No. The ADPCM IMA OKI codec used in DSS files does not support a variable bitrate parameter via FFmpeg. The codec operates at a fixed rate determined by the DSS format specification, so there is no -b:a or -q:a flag that meaningfully changes the output quality. The conversion command is essentially fixed: the only control you have is the quality of the source AAC file you feed in.

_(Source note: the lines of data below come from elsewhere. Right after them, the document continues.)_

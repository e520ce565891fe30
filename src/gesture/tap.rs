//! Tap and drag detection for one touch session.

use chrono::{DateTime, Local};
use glam::Vec2;
use tracing::debug;

use super::event::{GestureEvent, GesturePhase};
use super::touch::{PointerId, Touch, TouchSet};

/// What the session looked like so far, used to classify it on release.
#[derive(Debug, Clone, Copy, PartialEq)]
pub struct TapCandidate {
    pub started_at: DateTime<Local>,
    /// Largest distance any finger moved from where it went down.
    pub max_travel: f32,
    pub dragged: bool,
}

#[derive(Debug, Clone, Copy, PartialEq)]
enum DragState {
    Idle,
    Dragging { pointer: PointerId, translation: Vec2 },
}

#[derive(Debug, Clone)]
pub struct TapDetector {
    slop: f32,
    candidate: Option<TapCandidate>,
    drag: DragState,
}

impl TapDetector {
    pub fn new(slop: f32) -> Self {
        Self {
            slop,
            candidate: None,
            drag: DragState::Idle,
        }
    }

    pub fn begin(&mut self, started_at: DateTime<Local>) {
        self.candidate = Some(TapCandidate {
            started_at,
            max_travel: 0.0,
            dragged: false,
        });
        self.drag = DragState::Idle;
    }

    pub fn candidate(&self) -> Option<&TapCandidate> {
        self.candidate.as_ref()
    }

    pub fn is_dragging(&self, pointer: PointerId) -> bool {
        matches!(self.drag, DragState::Dragging { pointer: p, .. } if p == pointer)
    }

    /// Records movement of `touch`. Drags only start with exactly one finger
    /// down and no multi-finger gesture running.
    pub fn track(&mut self, touch: &Touch, touches: &TouchSet, gesture_active: bool) -> Option<GestureEvent> {
        let candidate = self.candidate.as_mut()?;
        candidate.max_travel = candidate.max_travel.max(touch.travel());

        match self.drag {
            DragState::Dragging { pointer, .. } if pointer == touch.pointer => {
                let translation = touch.translation();
                self.drag = DragState::Dragging { pointer, translation };
                Some(GestureEvent::Drag {
                    phase: GesturePhase::Update,
                    pointer,
                    translation,
                })
            }
            DragState::Idle if touches.len() == 1 && !gesture_active && touch.travel() > self.slop => {
                debug!("Drag began on {}", touch.pointer);
                candidate.dragged = true;
                let translation = touch.translation();
                self.drag = DragState::Dragging {
                    pointer: touch.pointer,
                    translation,
                };
                Some(GestureEvent::Drag {
                    phase: GesturePhase::Begin,
                    pointer: touch.pointer,
                    translation,
                })
            }
            _ => None,
        }
    }

    /// Counts the distance from a finger's origin to where it lifted.
    pub fn record_release(&mut self, touch: &Touch) {
        if let Some(candidate) = self.candidate.as_mut() {
            candidate.max_travel = candidate.max_travel.max(touch.travel());
        }
    }

    /// Ends a running drag, e.g. when another finger lands.
    pub fn interrupt(&mut self) -> Option<GestureEvent> {
        match std::mem::replace(&mut self.drag, DragState::Idle) {
            DragState::Dragging { pointer, translation } => {
                debug!("Drag ended on {}", pointer);
                Some(GestureEvent::Drag {
                    phase: GesturePhase::End,
                    pointer,
                    translation,
                })
            }
            DragState::Idle => None,
        }
    }

    /// Closes the session. Returns true when it qualifies as a tap.
    pub fn finish(
        &mut self,
        released_at: DateTime<Local>,
        min_duration_ms: u64,
        multi_finger_gesture: bool,
    ) -> bool {
        self.drag = DragState::Idle;
        let Some(candidate) = self.candidate.take() else {
            return false;
        };

        let held_ms = (released_at - candidate.started_at).num_milliseconds();
        let long_enough = held_ms >= 0 && held_ms as u64 >= min_duration_ms;
        let still = candidate.max_travel < self.slop && !candidate.dragged;
        debug!(
            "Touch session ended: held {}ms, travel {:.1}, gesture {}",
            held_ms, candidate.max_travel, multi_finger_gesture
        );
        long_enough && still && !multi_finger_gesture
    }

    pub fn cancel(&mut self) -> Option<GestureEvent> {
        self.candidate = None;
        self.interrupt()
    }
}

#[cfg(test)]
mod tests {
    use super::*;
    use chrono::Duration;

    fn single(position: Vec2) -> (TouchSet, Touch) {
        let mut touches = TouchSet::new();
        touches.down(PointerId(0), Vec2::ZERO);
        let touch = touches.moved(PointerId(0), position).unwrap();
        (touches, touch)
    }

    #[test]
    fn test_held_time_floor() {
        let start = Local::now();
        let mut tap = TapDetector::new(12.0);

        tap.begin(start);
        assert!(!tap.finish(start + Duration::milliseconds(49), 50, false));

        tap.begin(start);
        assert!(tap.finish(start + Duration::milliseconds(50), 50, false));
    }

    #[test]
    fn test_small_jitter_keeps_tap() {
        let start = Local::now();
        let mut tap = TapDetector::new(12.0);
        tap.begin(start);

        let (touches, touch) = single(Vec2::new(3.0, 4.0));
        assert!(tap.track(&touch, &touches, false).is_none());
        assert!(tap.finish(start + Duration::milliseconds(80), 50, false));
    }

    #[test]
    fn test_drag_suppresses_tap() {
        let start = Local::now();
        let mut tap = TapDetector::new(12.0);
        tap.begin(start);

        let (touches, touch) = single(Vec2::new(30.0, 0.0));
        assert!(matches!(
            tap.track(&touch, &touches, false),
            Some(GestureEvent::Drag { phase: GesturePhase::Begin, .. })
        ));
        assert!(tap.is_dragging(PointerId(0)));
        assert_eq!(
            tap.interrupt(),
            Some(GestureEvent::Drag {
                phase: GesturePhase::End,
                pointer: PointerId(0),
                translation: Vec2::new(30.0, 0.0),
            })
        );
        assert!(!tap.finish(start + Duration::milliseconds(80), 50, false));
    }

    #[test]
    fn test_no_drag_during_multi_finger_gesture() {
        let start = Local::now();
        let mut tap = TapDetector::new(12.0);
        tap.begin(start);

        let (touches, touch) = single(Vec2::new(30.0, 0.0));
        assert!(tap.track(&touch, &touches, true).is_none());
        assert!(!tap.finish(start + Duration::milliseconds(80), 50, false));
    }
}
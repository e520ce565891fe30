//! In-process transport.
//!
//! Stands in for the platform layer in the demo binary and in tests: it hands
//! out handles, remembers what was toggled, and queues forward-vector requests
//! until they are answered (or answers them immediately when a fixed forward
//! vector is configured).

use glam::Vec3;
use parking_lot::Mutex;
use std::collections::{HashMap, HashSet, VecDeque};
use tracing::{debug, warn};

use super::{NativeHandle, NativeTransport, TransportError};
use crate::controller::forward::ForwardReply;
use crate::event::{CategoryMask, EventCategory};

#[derive(Debug, Default)]
struct LoopbackState {
    next_handle: u64,
    closed: bool,
    live: HashSet<NativeHandle>,
    releases: HashMap<NativeHandle, usize>,
    categories: HashMap<NativeHandle, CategoryMask>,
    reticle_visible: HashMap<NativeHandle, bool>,
    controller_visible: HashMap<NativeHandle, bool>,
    light_bitmask: HashMap<NativeHandle, u32>,
    pending_forward: VecDeque<ForwardReply>,
    fixed_forward: Option<Vec3>,
}

#[derive(Debug, Default)]
pub struct LoopbackTransport {
    state: Mutex<LoopbackState>,
}

impl LoopbackTransport {
    pub fn new() -> Self {
        Self::default()
    }

    /// Answers every forward-vector request immediately with `forward`.
    pub fn with_forward_vector(forward: Vec3) -> Self {
        let transport = Self::default();
        transport.state.lock().fixed_forward = Some(forward);
        transport
    }

    /// Makes further allocations fail.
    pub fn close(&self) {
        self.state.lock().closed = true;
    }

    pub fn is_live(&self, handle: NativeHandle) -> bool {
        self.state.lock().live.contains(&handle)
    }

    pub fn release_count(&self, handle: NativeHandle) -> usize {
        self.state.lock().releases.get(&handle).copied().unwrap_or(0)
    }

    pub fn enabled_categories(&self, handle: NativeHandle) -> CategoryMask {
        self.state
            .lock()
            .categories
            .get(&handle)
            .copied()
            .unwrap_or_default()
    }

    pub fn reticle_visible(&self, handle: NativeHandle) -> Option<bool> {
        self.state.lock().reticle_visible.get(&handle).copied()
    }

    pub fn controller_visible(&self, handle: NativeHandle) -> Option<bool> {
        self.state.lock().controller_visible.get(&handle).copied()
    }

    pub fn light_receiving_bitmask(&self, handle: NativeHandle) -> Option<u32> {
        self.state.lock().light_bitmask.get(&handle).copied()
    }

    pub fn pending_forward_requests(&self) -> usize {
        self.state.lock().pending_forward.len()
    }

    /// Answers all queued forward-vector requests. Returns how many were answered.
    pub fn answer_forward_requests(&self, forward: Vec3) -> usize {
        // Replies may run callbacks, so they are answered outside the lock.
        let pending: Vec<ForwardReply> = self.state.lock().pending_forward.drain(..).collect();
        let count = pending.len();
        for reply in pending {
            reply.answer(forward);
        }
        count
    }

    /// Drops all queued forward-vector requests without answering them.
    pub fn drop_forward_requests(&self) -> usize {
        let pending: Vec<ForwardReply> = self.state.lock().pending_forward.drain(..).collect();
        pending.len()
    }
}

impl NativeTransport for LoopbackTransport {
    fn allocate(&self) -> Result<NativeHandle, TransportError> {
        let mut state = self.state.lock();
        if state.closed {
            return Err(TransportError::Closed);
        }
        state.next_handle += 1;
        let handle = NativeHandle(state.next_handle);
        state.live.insert(handle);
        debug!("Loopback allocated {}", handle);
        Ok(handle)
    }

    fn release(&self, handle: NativeHandle) {
        let mut state = self.state.lock();
        if !state.live.remove(&handle) {
            warn!("Loopback asked to release {} which is not live", handle);
        }
        *state.releases.entry(handle).or_insert(0) += 1;
        state.categories.remove(&handle);
    }

    fn set_category_enabled(&self, handle: NativeHandle, category: EventCategory, enabled: bool) {
        let mut state = self.state.lock();
        if !state.live.contains(&handle) {
            warn!("Category toggle for released {}", handle);
            return;
        }
        state.categories.entry(handle).or_default().set(category, enabled);
    }

    fn set_reticle_visible(&self, handle: NativeHandle, visible: bool) {
        self.state.lock().reticle_visible.insert(handle, visible);
    }

    fn set_controller_visible(&self, handle: NativeHandle, visible: bool) {
        self.state.lock().controller_visible.insert(handle, visible);
    }

    fn set_light_receiving_bitmask(&self, handle: NativeHandle, bitmask: u32) {
        self.state.lock().light_bitmask.insert(handle, bitmask);
    }

    fn request_forward_vector(&self, handle: NativeHandle, reply: ForwardReply) {
        let fixed = {
            let mut state = self.state.lock();
            match state.fixed_forward {
                Some(forward) => Some((forward, reply)),
                None => {
                    debug!("Queued forward vector request for {}", handle);
                    state.pending_forward.push_back(reply);
                    None
                }
            }
        };
        if let Some((forward, reply)) = fixed {
            reply.answer(forward);
        }
    }
}
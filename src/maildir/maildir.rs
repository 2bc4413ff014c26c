//-
// Copyright (c) 2024, The msgstore authors
//
// This file is part of msgstore.
//
// msgstore is free software: you can redistribute it and/or modify it under
// the terms of the GNU General Public License as published by the Free
// Software Foundation, either version 3 of the License, or (at your option)
// any later version.
//
// msgstore is distributed in the hope that it will be useful, but WITHOUT ANY
// WARRANTY; without  even the implied  warranty of MERCHANTABILITY  or FITNESS
// FOR  A PARTICULAR  PURPOSE.  See the  GNU General  Public  License for  more
// details.
//
// You should have received a copy of the GNU General Public License along with
// msgstore. If not, see <http://www.gnu.org/licenses/>.

//! Operations on a single Maildir directory (`new`, `cur` and `tmp`).
//!
//! A message enters a Maildir by being written in full to a uniquely-named
//! file in `tmp`, flushed, and then moved without clobbering into `new` (or,
//! if it arrives with flags, straight into `cur`). Readers therefore never
//! see a partial message, and concurrent writers never need a lock.
//!
//! Messages in `cur` carry an info suffix, `:2,` followed by the codes of
//! their flags in ASCII order. The part of the file name before the suffix is
//! the message's UID; it never changes for the life of the message.

use std::fs;
use std::io::{self, Read};
use std::path::{Path, PathBuf};

use chrono::prelude::*;

use crate::maildir::unique_name::UniqueNamer;
use crate::store::Flag;
use crate::support::error::Error;
use crate::support::file_ops::{self, IgnoreKinds};
use crate::support::safe_name::is_safe_name;

/// Separates the UID from the info suffix in file names under `cur`.
pub const INFO_SEPARATOR: char = ':';

const DIR_MODE: u32 = 0o700;
const FILE_MODE: u32 = 0o600;
/// How many fresh names to try if staging hits an existing file.
const STAGE_ATTEMPTS: u32 = 4;

#[derive(Clone, Copy, Debug, PartialEq, Eq)]
pub enum Location {
    New,
    Cur,
}

impl Location {
    fn dir_name(self) -> &'static str {
        match self {
            Location::New => "new",
            Location::Cur => "cur",
        }
    }
}

/// A message file found in a Maildir.
#[derive(Clone, Debug)]
pub struct MessageFile {
    pub uid: String,
    pub path: PathBuf,
    pub location: Location,
    pub flags: Vec<Flag>,
}

#[derive(Clone, Debug)]
pub struct Maildir {
    path: PathBuf,
}

impl Maildir {
    pub fn new(path: impl Into<PathBuf>) -> Self {
        Maildir { path: path.into() }
    }

    pub fn path(&self) -> &Path {
        &self.path
    }

    fn sub(&self, location: Location) -> PathBuf {
        self.path.join(location.dir_name())
    }

    fn tmp(&self) -> PathBuf {
        self.path.join("tmp")
    }

    /// Whether this Maildir exists, judged by the presence of `cur`.
    pub fn exists(&self) -> bool {
        self.sub(Location::Cur).is_dir()
    }

    /// Create the directory and its `new`, `cur` and `tmp` children, along
    /// with any missing parents.
    ///
    /// Parts which already exist are left alone.
    pub fn create(&self) -> io::Result<()> {
        for child in &["tmp", "new", "cur"] {
            file_ops::mkdirs(self.path.join(child), DIR_MODE)?;
        }
        Ok(())
    }

    /// Create the Maildir if `cur` does not yet exist.
    pub fn ensure(&self) -> io::Result<()> {
        if self.exists() {
            Ok(())
        } else {
            self.create()
        }
    }

    /// Deliver `data` into `new`, returning the UID of the new message.
    pub fn deliver(
        &self,
        namer: &UniqueNamer,
        data: &[u8],
    ) -> Result<String, Error> {
        self.place(namer, data, None, None)
    }

    /// Deliver `data` directly into `cur` with the given flags and internal
    /// date, returning the UID of the new message.
    pub fn deliver_seen(
        &self,
        namer: &UniqueNamer,
        data: &[u8],
        flags: &[Flag],
        internal_date: Option<DateTime<Utc>>,
    ) -> Result<String, Error> {
        self.place(namer, data, Some(flags), internal_date)
    }

    fn place(
        &self,
        namer: &UniqueNamer,
        data: &[u8],
        flags: Option<&[Flag]>,
        internal_date: Option<DateTime<Utc>>,
    ) -> Result<String, Error> {
        let tmp = self.tmp();
        let mut attempt = 0;
        let (uid, staged) = loop {
            let uid = namer.next_name();
            match file_ops::stage(&tmp, &uid, FILE_MODE, data) {
                Ok(staged) => break (uid, staged),
                Err(e)
                    if io::ErrorKind::AlreadyExists == e.kind()
                        && attempt + 1 < STAGE_ATTEMPTS =>
                {
                    attempt += 1;
                }
                Err(e) => return Err(e.into()),
            }
        };

        if let Some(internal_date) = internal_date {
            file_ops::set_times(staged.path(), internal_date)?;
        }

        let dst = match flags {
            None => self.sub(Location::New).join(&uid),
            Some(flags) => self.sub(Location::Cur).join(cur_name(&uid, flags)),
        };

        // On failure the staged file is dropped, and with it removed.
        staged.persist_noclobber(&dst).map_err(|e| e.error)?;
        Ok(uid)
    }

    /// Move everything in `new` into `cur` with an empty info suffix,
    /// returning the UIDs of the messages moved.
    ///
    /// Messages which vanish in the meantime (e.g. because another process
    /// moved them first) are silently skipped.
    pub fn take_new(&self) -> Result<Vec<String>, Error> {
        let new = self.sub(Location::New);
        let cur = self.sub(Location::Cur);
        let mut taken = Vec::new();

        for name in list_file_names(&new)? {
            let (uid, flags) = parse_file_name(&name);
            let uid = uid.to_owned();
            let moved =
                fs::rename(new.join(&name), cur.join(cur_name(&uid, &flags)))
                    .map(|_| true)
                    .ignore_not_found()?;
            if moved {
                taken.push(uid);
            }
        }

        Ok(taken)
    }

    /// List the messages in `cur`, sorted by UID.
    pub fn list_cur(&self) -> Result<Vec<MessageFile>, Error> {
        let cur = self.sub(Location::Cur);
        let mut messages = list_file_names(&cur)?
            .into_iter()
            .map(|name| {
                let (uid, flags) = parse_file_name(&name);
                MessageFile {
                    uid: uid.to_owned(),
                    path: cur.join(&name),
                    location: Location::Cur,
                    flags,
                }
            })
            .collect::<Vec<_>>();
        messages.sort_by(|a, b| a.uid.cmp(&b.uid));
        Ok(messages)
    }

    /// Find the message with the given UID, looking first in `new`, then in
    /// `cur`.
    ///
    /// Messages only ever move from `new` to `cur`, so scanning in that order
    /// cannot miss one that another process moves concurrently. Both
    /// directories are read in full each time, so the cost is linear in the
    /// size of the Maildir.
    pub fn find(&self, uid: &str) -> Result<Option<MessageFile>, Error> {
        if !is_plausible_uid(uid) {
            return Ok(None);
        }

        for &location in &[Location::New, Location::Cur] {
            let dir = self.sub(location);
            for name in list_file_names(&dir)? {
                let (name_uid, flags) = parse_file_name(&name);
                if name_uid == uid {
                    return Ok(Some(MessageFile {
                        uid: uid.to_owned(),
                        path: dir.join(&name),
                        location,
                        flags,
                    }));
                }
            }
        }

        Ok(None)
    }

    /// Find the message with the given UID and run `f` on it.
    ///
    /// Another process may rename the file (taking it out of `new` or
    /// changing its flags) between the lookup and `f`, so if the message
    /// cannot be found or `f` fails with `NotFound`, the lookup is made once
    /// more before giving up with `NxMessage`.
    fn with_message<R>(
        &self,
        uid: &str,
        mut f: impl FnMut(&MessageFile) -> io::Result<R>,
    ) -> Result<R, Error> {
        for _ in 0..2 {
            let message = match self.find(uid)? {
                Some(message) => message,
                None => continue,
            };

            match f(&message) {
                Ok(r) => return Ok(r),
                Err(e) if io::ErrorKind::NotFound == e.kind() => continue,
                Err(e) => return Err(e.into()),
            }
        }

        Err(Error::NxMessage)
    }

    /// Open the message with the given UID for reading.
    pub fn open(&self, uid: &str) -> Result<fs::File, Error> {
        self.with_message(uid, |message| fs::File::open(&message.path))
    }

    /// Replace the flags of the message with the given UID.
    ///
    /// A message still in `new` is moved to `cur` in the process.
    pub fn set_flags(&self, uid: &str, flags: &[Flag]) -> Result<(), Error> {
        let dst = self.sub(Location::Cur).join(cur_name(uid, flags));
        self.with_message(uid, |message| {
            if dst != message.path {
                fs::rename(&message.path, &dst)?;
            }
            Ok(())
        })
    }

    /// Permanently remove the message with the given UID.
    ///
    /// Returns whether anything was removed.
    pub fn remove(&self, uid: &str) -> Result<bool, Error> {
        match self.find(uid)? {
            None => Ok(false),
            Some(message) => Ok(fs::remove_file(&message.path)
                .map(|_| true)
                .ignore_not_found()?),
        }
    }

    /// Copy the message with the given UID into `dst`, returning the UID of
    /// the copy.
    ///
    /// A message in `cur` is copied into `cur` of the destination with the
    /// same flags and internal date. A message still in `new` is delivered
    /// afresh into `new` of the destination.
    pub fn copy_to(
        &self,
        namer: &UniqueNamer,
        uid: &str,
        dst: &Maildir,
    ) -> Result<String, Error> {
        let (message, data, modified) = self.with_message(uid, |message| {
            let mut file = fs::File::open(&message.path)?;
            let modified = file.metadata()?.modified()?;
            let mut data = Vec::new();
            file.read_to_end(&mut data)?;
            Ok((message.clone(), data, modified))
        })?;

        match message.location {
            Location::New => dst.deliver(namer, &data),
            Location::Cur => dst.deliver_seen(
                namer,
                &data,
                &message.flags,
                Some(modified.into()),
            ),
        }
    }
}

/// Whether `uid` could name a message file at all.
pub fn is_plausible_uid(uid: &str) -> bool {
    is_safe_name(uid) && !uid.contains(INFO_SEPARATOR)
}

/// Format the info suffix (without the separator) for the given flags.
///
/// Flags without a Maildir code are dropped, and duplicates are collapsed.
pub fn format_info(flags: &[Flag]) -> String {
    let mut codes = flags
        .iter()
        .filter_map(|f| f.maildir_code())
        .collect::<Vec<_>>();
    codes.sort_unstable();
    codes.dedup();

    let mut info = "2,".to_owned();
    info.extend(codes);
    info
}

/// Split a file name into UID and flags.
///
/// Names without an info suffix, or with an info suffix other than the `2,`
/// kind, have no flags.
pub fn parse_file_name(name: &str) -> (&str, Vec<Flag>) {
    match name.find(INFO_SEPARATOR) {
        None => (name, Vec::new()),
        Some(ix) => {
            let info = &name[ix + 1..];
            let flags = if info.starts_with("2,") {
                let mut flags = info[2..]
                    .chars()
                    .filter_map(Flag::from_maildir_code)
                    .collect::<Vec<_>>();
                flags.sort();
                flags.dedup();
                flags
            } else {
                Vec::new()
            };
            (&name[..ix], flags)
        }
    }
}

fn cur_name(uid: &str, flags: &[Flag]) -> String {
    format!("{}{}{}", uid, INFO_SEPARATOR, format_info(flags))
}

/// List the names of the regular, non-hidden files in `dir`.
fn list_file_names(dir: &Path) -> Result<Vec<String>, Error> {
    let mut names = Vec::new();
    for entry in fs::read_dir(dir)? {
        let entry = entry?;
        if entry.file_type()?.is_dir() {
            continue;
        }

        // Names that are not UTF-8 cannot have been delivered by us and
        // cannot be addressed by UID either.
        if let Ok(name) = entry.file_name().into_string() {
            if !name.starts_with('.') {
                names.push(name);
            }
        }
    }
    Ok(names)
}
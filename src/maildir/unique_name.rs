//-
// Copyright (c) 2024, The msgstore authors
//
// This file is part of msgstore.
//
// msgstore is free software: you can redistribute it and/or modify it under
// the terms of the GNU General Public License as published by the Free
// Software Foundation, either version 3 of the License, or (at your option)
// any later version.
//
// msgstore is distributed in the hope that it will be useful, but WITHOUT ANY
// WARRANTY; without  even the implied  warranty of MERCHANTABILITY  or FITNESS
// FOR  A PARTICULAR  PURPOSE.  See the  GNU General  Public  License for  more
// details.
//
// You should have received a copy of the GNU General Public License along with
// msgstore. If not, see <http://www.gnu.org/licenses/>.

//! Generation of unique Maildir file names.
//!
//! Names have the form `<secs>.M<micros>P<pid>.<host>.<random>`, where
//! `<random>` is 6 bytes from the OS random source in lower-case hex. The
//! combination of time, process and randomness makes collisions between
//! concurrent deliverers on different hosts sharing a store negligible; a
//! collision that does happen anyway is caught by the exclusive creation of
//! the staging file.

use std::fmt;
use std::sync::atomic::{AtomicU64, Ordering};

use chrono::prelude::*;
use rand::{rngs::OsRng, RngCore};

type Clock = Box<dyn Fn() -> DateTime<Utc> + Send + Sync>;
type RandomSource = Box<dyn Fn(&mut [u8]) -> Result<(), rand::Error> + Send + Sync>;

/// Process-wide state for naming new messages.
///
/// One of these is normally shared (via `Arc`) by every store in the process.
pub struct UniqueNamer {
    hostname: String,
    pid: u32,
    counter: AtomicU64,
    clock: Clock,
    random: RandomSource,
}

impl fmt::Debug for UniqueNamer {
    fn fmt(&self, f: &mut fmt::Formatter) -> fmt::Result {
        f.debug_struct("UniqueNamer")
            .field("hostname", &self.hostname)
            .field("pid", &self.pid)
            .field("counter", &self.counter)
            .finish()
    }
}

impl Default for UniqueNamer {
    fn default() -> Self {
        Self::new()
    }
}

impl UniqueNamer {
    /// Create a namer using the system host name, the current process ID,
    /// the system clock and the OS random source.
    pub fn new() -> Self {
        Self::with_sources(
            &system_hostname(),
            nix::unistd::getpid().as_raw() as u32,
            Utc::now,
            |buf| OsRng.try_fill_bytes(buf),
        )
    }

    /// Create a namer with explicit time and randomness sources.
    pub fn with_sources(
        hostname: &str,
        pid: u32,
        clock: impl Fn() -> DateTime<Utc> + Send + Sync + 'static,
        random: impl Fn(&mut [u8]) -> Result<(), rand::Error>
            + Send
            + Sync
            + 'static,
    ) -> Self {
        UniqueNamer {
            hostname: sanitize_hostname(hostname),
            pid,
            counter: AtomicU64::new(0),
            clock: Box::new(clock),
            random: Box::new(random),
        }
    }

    /// Generate the next name.
    ///
    /// If the random source fails, a per-namer counter stands in for the
    /// random part.
    pub fn next_name(&self) -> String {
        let now = (self.clock)();
        let counter = self.counter.fetch_add(1, Ordering::Relaxed) + 1;

        let mut random = [0u8; 6];
        let unique = match (self.random)(&mut random) {
            Ok(()) => random.iter().map(|b| format!("{:02x}", b)).collect(),
            Err(_) => counter.to_string(),
        };

        format!(
            "{}.M{}P{}.{}.{}",
            now.timestamp(),
            now.timestamp_subsec_micros(),
            self.pid,
            self.hostname,
            unique
        )
    }
}

/// Make `hostname` safe for use within a Maildir file name.
///
/// `/` and `:` become `_` and NUL characters are removed.
pub fn sanitize_hostname(hostname: &str) -> String {
    hostname
        .chars()
        .filter(|&c| '\0' != c)
        .map(|c| if '/' == c || ':' == c { '_' } else { c })
        .collect()
}

fn system_hostname() -> String {
    let mut buf = [0u8; 256];
    match nix::unistd::gethostname(&mut buf) {
        Ok(name) => name.to_string_lossy().into_owned(),
        Err(_) => "localhost".to_owned(),
    }
}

The single-file command shown — 'ffmpeg -i input.aac -c:a adpcm_ima_oki output.dss' — processes one file at a time. To batch convert on your desktop, you can use a shell loop. On Linux or macOS, run: 'for f in *.aac; do ffmpeg -i "$f" -c:a adpcm_ima_oki "${f%.aac}.dss"; done'. On Windows Command Prompt, use: 'for %f in (*.aac) do ffmpeg -i "%f" -c:a adpcm_ima_oki "%~nf.dss"'. The browser-based tool processes files individually.

Technical Notes

The DSS format uses the ADPCM IMA OKI variant, a form of adaptive differential PCM originally developed for Oki Semiconductor speech chips and adopted into the DSS container by the major dictation hardware vendors. FFmpeg's muxer for DSS is limited in scope — it writes the container with the adpcm_ima_oki codec and enforces the format's constraints (mono audio, 8000 Hz sample rate). If your source AAC file has a sample rate other than 8000 Hz or contains stereo channels, FFmpeg will automatically resample and downmix as part of the encoding pipeline. There is no quality tuning available for this codec in FFmpeg; unlike AAC where you can target a specific bitrate, the ADPCM IMA OKI encoder produces output at a fixed rate. DSS playback is natively supported by Olympus DSS Player, Philips SpeechExec, and Grundig DigtaSoft, but not by general-purpose media players like VLC or Windows Media Player without additional codec packs. Because both AAC and DSS are lossy formats, this conversion represents a second generation of lossy compression, meaning artifacts from both encoding stages may accumulate — starting with the highest-quality AAC source available will minimize this effect.